- **Records for this exercise**
──────────────────────────────

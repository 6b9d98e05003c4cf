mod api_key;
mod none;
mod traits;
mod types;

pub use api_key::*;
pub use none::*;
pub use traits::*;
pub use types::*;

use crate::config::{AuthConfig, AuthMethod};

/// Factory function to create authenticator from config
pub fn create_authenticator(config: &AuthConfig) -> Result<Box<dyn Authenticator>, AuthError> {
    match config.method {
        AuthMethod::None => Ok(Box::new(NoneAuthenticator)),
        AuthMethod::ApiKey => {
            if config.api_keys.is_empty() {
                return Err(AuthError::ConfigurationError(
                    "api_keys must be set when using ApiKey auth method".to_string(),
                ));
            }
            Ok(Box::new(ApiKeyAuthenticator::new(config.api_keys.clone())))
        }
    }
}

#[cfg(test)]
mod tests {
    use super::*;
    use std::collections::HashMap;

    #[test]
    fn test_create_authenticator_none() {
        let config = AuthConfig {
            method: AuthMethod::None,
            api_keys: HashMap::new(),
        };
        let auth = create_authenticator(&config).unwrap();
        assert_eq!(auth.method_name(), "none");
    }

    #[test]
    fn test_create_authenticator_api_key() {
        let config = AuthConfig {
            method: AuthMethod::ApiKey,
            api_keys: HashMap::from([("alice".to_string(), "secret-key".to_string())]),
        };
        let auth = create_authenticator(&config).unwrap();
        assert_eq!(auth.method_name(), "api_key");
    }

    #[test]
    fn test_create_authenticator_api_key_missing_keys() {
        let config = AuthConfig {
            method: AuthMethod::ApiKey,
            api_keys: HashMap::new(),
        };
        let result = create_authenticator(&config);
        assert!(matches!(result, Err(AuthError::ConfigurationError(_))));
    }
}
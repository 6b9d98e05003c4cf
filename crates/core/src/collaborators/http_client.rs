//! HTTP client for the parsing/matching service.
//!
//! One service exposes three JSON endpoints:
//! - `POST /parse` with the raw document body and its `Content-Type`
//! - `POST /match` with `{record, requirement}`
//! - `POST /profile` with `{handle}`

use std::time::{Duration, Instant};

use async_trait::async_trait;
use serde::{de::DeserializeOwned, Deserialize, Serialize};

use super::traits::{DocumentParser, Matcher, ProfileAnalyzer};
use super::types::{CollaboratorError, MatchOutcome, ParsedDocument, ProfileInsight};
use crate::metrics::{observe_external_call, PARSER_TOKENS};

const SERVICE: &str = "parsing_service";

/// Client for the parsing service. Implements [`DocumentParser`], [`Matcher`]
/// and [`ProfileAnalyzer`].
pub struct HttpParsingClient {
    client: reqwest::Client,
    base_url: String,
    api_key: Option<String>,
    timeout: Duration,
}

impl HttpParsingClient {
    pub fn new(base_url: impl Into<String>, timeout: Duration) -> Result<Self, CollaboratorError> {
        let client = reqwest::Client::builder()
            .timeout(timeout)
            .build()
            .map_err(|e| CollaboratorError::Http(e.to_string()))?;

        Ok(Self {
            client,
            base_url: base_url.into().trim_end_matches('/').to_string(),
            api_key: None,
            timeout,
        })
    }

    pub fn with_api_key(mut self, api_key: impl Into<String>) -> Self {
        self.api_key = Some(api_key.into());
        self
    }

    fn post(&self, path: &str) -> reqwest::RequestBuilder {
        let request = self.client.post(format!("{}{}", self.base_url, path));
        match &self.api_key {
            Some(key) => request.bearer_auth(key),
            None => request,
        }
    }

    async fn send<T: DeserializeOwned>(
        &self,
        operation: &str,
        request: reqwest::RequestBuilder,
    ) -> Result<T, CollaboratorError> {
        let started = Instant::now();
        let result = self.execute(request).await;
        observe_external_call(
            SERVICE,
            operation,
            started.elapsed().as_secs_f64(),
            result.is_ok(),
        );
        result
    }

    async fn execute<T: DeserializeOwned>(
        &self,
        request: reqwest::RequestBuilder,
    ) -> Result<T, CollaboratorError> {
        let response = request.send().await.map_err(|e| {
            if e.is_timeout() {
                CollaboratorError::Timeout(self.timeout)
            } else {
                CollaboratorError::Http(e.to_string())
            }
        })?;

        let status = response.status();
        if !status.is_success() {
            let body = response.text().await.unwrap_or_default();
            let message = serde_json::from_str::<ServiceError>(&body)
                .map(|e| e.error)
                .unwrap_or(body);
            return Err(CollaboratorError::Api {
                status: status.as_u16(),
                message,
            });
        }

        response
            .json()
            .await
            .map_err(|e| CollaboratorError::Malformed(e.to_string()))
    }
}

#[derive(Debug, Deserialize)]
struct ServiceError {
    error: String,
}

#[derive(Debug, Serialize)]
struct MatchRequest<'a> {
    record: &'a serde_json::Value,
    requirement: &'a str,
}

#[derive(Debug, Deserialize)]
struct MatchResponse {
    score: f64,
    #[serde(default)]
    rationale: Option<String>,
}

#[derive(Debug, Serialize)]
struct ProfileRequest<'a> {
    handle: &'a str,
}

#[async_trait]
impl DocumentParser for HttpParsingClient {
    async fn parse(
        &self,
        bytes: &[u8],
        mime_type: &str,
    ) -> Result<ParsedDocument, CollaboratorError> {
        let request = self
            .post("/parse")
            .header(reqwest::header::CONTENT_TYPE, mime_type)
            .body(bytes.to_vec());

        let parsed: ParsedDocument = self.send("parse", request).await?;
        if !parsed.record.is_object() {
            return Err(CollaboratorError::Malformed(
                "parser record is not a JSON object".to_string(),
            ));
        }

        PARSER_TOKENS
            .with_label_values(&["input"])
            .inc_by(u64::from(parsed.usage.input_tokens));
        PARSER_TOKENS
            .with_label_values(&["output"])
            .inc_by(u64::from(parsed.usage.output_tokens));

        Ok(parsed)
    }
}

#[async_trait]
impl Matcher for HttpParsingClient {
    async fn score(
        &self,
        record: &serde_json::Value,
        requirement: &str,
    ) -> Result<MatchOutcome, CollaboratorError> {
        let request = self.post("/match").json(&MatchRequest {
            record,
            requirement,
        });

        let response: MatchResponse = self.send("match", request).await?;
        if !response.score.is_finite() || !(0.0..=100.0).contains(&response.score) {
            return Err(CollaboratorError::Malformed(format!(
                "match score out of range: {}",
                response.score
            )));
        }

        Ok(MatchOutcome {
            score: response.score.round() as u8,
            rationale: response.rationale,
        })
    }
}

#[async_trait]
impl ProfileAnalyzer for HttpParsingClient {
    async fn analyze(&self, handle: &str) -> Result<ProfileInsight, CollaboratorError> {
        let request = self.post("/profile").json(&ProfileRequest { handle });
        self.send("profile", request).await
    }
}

──────────────────────────────

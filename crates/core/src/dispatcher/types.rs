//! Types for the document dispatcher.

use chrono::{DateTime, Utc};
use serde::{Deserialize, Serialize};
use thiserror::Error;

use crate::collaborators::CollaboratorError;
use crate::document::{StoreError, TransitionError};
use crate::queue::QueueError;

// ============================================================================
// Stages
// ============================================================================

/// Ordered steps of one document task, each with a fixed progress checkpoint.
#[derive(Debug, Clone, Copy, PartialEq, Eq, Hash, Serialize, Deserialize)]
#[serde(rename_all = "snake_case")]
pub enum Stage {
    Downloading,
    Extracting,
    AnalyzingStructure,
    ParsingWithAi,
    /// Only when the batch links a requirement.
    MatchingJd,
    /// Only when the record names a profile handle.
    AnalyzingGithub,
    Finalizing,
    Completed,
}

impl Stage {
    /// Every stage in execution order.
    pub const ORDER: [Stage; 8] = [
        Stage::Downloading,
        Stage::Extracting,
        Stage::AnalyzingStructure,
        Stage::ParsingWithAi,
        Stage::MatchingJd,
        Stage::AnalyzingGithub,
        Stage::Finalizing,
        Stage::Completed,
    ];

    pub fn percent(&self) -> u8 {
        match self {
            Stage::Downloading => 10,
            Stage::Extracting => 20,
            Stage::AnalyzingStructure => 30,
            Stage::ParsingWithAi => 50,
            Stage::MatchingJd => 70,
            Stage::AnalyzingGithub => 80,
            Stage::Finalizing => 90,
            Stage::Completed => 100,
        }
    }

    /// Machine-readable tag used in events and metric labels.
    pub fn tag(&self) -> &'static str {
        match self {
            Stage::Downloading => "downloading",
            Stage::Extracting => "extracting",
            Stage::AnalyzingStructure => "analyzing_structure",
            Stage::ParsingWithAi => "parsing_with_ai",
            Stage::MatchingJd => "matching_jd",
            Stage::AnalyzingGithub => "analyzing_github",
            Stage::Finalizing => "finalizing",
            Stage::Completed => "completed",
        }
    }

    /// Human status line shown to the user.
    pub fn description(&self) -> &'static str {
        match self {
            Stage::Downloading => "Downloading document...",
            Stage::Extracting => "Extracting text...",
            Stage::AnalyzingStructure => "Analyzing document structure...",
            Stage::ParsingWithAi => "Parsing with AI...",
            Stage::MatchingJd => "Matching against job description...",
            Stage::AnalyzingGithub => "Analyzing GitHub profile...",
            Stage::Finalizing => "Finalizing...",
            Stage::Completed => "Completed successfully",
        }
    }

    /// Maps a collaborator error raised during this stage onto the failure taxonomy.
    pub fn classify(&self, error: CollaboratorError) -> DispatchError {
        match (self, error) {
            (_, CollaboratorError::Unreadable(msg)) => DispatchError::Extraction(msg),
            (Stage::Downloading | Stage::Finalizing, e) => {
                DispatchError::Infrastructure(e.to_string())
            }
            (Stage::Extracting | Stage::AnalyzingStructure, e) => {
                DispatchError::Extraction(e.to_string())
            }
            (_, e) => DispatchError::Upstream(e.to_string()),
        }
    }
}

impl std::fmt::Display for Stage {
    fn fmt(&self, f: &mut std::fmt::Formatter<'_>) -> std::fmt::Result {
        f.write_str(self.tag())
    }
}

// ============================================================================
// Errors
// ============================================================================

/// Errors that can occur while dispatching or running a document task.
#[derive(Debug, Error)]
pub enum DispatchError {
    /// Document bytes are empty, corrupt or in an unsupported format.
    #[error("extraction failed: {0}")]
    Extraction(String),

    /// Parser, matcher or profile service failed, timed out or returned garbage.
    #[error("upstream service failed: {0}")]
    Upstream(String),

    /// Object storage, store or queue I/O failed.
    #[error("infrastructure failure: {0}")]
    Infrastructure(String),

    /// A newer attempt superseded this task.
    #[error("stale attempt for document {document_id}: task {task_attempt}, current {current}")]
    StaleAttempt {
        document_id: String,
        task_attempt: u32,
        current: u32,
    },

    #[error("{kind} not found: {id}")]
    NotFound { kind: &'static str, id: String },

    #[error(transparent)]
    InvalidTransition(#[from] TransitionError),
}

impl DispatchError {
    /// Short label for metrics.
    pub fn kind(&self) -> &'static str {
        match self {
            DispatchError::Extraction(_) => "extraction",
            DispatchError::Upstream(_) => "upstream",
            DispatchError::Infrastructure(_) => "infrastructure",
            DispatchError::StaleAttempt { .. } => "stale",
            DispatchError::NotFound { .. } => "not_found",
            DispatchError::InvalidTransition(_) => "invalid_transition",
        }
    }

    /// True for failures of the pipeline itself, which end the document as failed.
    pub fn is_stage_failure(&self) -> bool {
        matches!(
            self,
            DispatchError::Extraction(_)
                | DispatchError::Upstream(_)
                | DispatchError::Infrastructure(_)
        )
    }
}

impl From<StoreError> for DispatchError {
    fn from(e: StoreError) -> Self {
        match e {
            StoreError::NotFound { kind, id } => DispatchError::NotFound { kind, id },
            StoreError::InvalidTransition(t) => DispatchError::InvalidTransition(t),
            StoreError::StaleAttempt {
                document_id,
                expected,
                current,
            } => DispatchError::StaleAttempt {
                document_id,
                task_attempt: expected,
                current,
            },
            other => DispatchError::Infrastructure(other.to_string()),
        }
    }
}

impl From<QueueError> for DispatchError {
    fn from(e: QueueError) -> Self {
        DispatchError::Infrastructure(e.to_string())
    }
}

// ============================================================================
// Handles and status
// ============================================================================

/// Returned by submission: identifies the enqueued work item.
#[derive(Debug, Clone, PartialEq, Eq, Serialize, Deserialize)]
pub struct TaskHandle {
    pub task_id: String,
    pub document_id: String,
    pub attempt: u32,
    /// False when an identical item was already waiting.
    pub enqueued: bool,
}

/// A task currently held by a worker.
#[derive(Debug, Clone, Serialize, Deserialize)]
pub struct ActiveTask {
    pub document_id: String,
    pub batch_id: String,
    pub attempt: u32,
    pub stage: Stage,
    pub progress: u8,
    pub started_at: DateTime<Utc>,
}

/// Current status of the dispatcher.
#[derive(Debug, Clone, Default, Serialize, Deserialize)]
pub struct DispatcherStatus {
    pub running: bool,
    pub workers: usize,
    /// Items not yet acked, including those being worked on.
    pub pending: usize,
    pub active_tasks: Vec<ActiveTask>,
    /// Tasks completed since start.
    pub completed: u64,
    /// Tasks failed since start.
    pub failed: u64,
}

──────────────────────────────

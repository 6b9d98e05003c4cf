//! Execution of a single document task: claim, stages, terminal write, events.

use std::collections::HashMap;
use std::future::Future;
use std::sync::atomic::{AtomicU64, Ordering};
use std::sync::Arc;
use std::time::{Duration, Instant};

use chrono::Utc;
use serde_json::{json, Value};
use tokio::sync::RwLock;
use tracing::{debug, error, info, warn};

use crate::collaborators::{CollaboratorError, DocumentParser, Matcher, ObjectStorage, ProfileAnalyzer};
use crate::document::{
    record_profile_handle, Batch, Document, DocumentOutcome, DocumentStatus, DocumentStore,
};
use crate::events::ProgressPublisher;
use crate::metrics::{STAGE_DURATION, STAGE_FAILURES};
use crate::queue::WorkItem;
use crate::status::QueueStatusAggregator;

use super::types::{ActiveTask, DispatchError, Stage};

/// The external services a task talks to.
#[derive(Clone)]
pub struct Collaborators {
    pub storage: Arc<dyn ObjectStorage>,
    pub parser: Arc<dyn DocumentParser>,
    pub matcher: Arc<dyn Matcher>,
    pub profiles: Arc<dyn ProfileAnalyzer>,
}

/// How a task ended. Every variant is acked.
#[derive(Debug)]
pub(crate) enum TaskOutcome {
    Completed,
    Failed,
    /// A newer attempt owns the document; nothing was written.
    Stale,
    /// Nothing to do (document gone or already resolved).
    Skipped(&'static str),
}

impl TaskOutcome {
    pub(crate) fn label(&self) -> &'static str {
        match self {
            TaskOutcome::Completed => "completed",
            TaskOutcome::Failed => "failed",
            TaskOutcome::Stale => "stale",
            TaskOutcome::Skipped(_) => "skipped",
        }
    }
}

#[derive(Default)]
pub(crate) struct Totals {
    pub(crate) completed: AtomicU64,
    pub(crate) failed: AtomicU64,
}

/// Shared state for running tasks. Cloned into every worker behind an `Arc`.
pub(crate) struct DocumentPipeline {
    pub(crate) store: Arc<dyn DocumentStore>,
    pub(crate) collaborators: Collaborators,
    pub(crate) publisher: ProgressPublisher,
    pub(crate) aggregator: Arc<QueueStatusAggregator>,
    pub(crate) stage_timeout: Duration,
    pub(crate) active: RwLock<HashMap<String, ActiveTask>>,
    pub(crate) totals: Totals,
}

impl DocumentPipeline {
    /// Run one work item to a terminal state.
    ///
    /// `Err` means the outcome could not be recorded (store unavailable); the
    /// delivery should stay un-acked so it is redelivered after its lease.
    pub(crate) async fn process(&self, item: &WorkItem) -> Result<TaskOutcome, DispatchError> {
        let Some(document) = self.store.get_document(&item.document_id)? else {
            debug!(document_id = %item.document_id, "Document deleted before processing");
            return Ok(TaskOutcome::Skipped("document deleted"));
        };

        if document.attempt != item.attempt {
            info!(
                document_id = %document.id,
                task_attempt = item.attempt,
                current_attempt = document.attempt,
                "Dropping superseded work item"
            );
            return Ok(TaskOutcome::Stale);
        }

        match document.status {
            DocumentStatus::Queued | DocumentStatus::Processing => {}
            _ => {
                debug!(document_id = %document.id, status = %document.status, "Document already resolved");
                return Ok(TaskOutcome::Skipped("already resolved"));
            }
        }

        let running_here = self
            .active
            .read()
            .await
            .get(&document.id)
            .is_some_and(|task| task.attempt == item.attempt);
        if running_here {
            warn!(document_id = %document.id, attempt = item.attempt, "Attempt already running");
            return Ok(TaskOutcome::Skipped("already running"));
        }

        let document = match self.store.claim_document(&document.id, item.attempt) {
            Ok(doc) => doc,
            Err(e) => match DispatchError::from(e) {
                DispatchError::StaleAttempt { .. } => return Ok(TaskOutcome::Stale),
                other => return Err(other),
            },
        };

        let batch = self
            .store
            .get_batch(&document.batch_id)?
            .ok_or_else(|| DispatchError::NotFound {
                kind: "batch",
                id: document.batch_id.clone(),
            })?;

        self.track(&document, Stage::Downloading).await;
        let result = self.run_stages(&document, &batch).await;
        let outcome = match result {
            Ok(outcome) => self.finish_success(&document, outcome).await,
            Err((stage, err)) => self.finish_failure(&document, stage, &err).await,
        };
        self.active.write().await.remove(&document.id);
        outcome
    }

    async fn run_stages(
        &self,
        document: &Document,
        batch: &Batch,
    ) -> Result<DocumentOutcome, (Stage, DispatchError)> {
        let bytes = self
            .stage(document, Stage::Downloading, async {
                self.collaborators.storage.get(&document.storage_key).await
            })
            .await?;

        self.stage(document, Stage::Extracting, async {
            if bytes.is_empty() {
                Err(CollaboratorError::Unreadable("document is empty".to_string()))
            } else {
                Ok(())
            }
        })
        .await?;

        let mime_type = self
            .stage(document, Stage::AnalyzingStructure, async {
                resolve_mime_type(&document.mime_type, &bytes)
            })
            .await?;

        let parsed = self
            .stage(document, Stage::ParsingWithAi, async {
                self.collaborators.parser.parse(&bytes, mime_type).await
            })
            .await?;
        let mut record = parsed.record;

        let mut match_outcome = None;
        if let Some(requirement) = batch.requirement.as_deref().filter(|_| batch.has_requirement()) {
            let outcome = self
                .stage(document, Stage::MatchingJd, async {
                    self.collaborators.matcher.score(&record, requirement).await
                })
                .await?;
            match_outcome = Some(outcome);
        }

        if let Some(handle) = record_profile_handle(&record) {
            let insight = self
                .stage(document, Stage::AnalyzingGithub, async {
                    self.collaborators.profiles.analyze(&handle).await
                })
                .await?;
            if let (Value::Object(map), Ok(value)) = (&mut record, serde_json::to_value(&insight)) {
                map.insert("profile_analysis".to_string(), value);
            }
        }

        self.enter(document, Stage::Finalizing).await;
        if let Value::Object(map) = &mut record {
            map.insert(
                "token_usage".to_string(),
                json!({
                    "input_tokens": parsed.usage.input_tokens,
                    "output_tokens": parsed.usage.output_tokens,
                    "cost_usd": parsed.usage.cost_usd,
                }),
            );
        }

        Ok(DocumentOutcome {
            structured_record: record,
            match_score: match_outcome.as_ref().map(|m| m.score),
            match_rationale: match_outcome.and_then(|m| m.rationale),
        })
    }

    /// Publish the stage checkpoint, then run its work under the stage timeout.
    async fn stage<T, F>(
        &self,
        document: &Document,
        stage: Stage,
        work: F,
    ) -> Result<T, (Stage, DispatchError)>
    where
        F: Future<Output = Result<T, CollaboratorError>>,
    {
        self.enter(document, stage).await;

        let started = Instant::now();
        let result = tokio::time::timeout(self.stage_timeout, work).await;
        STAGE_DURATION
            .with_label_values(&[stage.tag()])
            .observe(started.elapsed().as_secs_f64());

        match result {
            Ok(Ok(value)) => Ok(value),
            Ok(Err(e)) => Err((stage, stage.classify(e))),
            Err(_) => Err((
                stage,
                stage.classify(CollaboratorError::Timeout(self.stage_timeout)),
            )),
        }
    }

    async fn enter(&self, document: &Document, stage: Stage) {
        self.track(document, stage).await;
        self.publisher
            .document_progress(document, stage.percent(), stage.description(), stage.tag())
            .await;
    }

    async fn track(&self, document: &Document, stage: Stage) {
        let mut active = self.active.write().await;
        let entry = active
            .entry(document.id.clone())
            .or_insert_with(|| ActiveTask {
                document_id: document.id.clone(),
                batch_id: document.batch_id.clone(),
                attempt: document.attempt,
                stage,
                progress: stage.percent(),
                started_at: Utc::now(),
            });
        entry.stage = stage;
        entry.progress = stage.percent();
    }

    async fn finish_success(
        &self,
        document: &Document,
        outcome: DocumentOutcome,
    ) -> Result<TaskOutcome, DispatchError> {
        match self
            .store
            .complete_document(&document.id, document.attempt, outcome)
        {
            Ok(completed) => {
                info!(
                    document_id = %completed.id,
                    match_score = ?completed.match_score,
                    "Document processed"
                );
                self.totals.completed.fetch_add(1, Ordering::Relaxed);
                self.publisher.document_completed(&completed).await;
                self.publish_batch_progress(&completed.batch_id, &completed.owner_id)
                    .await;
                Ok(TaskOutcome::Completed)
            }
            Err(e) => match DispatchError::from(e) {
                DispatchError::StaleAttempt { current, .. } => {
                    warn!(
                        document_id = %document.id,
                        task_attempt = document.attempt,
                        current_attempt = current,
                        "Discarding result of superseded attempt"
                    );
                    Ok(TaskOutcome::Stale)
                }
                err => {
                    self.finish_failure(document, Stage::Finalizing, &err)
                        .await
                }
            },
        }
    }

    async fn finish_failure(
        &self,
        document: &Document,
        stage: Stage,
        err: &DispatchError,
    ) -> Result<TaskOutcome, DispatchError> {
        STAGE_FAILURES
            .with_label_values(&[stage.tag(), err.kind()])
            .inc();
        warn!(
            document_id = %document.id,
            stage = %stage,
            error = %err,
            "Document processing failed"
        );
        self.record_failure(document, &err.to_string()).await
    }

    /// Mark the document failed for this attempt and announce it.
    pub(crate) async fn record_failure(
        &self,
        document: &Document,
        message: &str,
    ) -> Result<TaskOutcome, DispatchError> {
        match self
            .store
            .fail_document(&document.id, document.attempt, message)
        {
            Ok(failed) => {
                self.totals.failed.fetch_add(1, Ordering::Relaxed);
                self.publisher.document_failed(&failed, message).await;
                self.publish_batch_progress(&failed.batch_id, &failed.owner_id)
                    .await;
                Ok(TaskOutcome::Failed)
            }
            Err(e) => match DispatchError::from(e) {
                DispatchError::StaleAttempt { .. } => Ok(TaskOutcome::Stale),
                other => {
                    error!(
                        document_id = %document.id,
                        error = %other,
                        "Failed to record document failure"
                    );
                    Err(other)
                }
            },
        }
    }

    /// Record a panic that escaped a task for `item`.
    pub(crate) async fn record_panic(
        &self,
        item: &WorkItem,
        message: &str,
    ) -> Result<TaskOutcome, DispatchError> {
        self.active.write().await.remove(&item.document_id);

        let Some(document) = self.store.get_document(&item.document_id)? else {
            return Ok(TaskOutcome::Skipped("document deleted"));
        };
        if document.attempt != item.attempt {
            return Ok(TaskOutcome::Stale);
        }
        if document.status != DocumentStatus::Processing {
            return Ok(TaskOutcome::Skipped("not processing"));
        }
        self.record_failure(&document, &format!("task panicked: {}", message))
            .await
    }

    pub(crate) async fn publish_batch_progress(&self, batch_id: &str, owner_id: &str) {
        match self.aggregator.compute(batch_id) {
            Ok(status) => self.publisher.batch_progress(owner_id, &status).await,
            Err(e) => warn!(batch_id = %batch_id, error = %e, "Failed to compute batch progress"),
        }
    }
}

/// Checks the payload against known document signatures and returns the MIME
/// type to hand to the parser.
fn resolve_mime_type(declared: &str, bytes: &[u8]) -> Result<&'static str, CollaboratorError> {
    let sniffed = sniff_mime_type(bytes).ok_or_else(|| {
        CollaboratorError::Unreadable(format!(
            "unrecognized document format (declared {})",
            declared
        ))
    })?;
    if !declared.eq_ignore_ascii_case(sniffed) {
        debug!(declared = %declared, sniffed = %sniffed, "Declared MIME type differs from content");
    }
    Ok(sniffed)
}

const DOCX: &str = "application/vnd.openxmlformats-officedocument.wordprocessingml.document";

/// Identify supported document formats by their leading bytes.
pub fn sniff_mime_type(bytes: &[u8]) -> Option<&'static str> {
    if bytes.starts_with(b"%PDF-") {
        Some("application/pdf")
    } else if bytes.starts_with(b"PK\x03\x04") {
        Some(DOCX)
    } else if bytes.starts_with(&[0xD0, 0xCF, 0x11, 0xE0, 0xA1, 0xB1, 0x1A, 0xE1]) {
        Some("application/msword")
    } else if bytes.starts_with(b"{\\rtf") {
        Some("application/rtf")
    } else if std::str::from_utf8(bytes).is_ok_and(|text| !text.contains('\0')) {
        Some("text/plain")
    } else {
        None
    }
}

──────────────────────────────

- **Problem details**
Search the records above for the word "send", then say how many lines contain it. Give the number alone.

- **Solution to this exercise**
5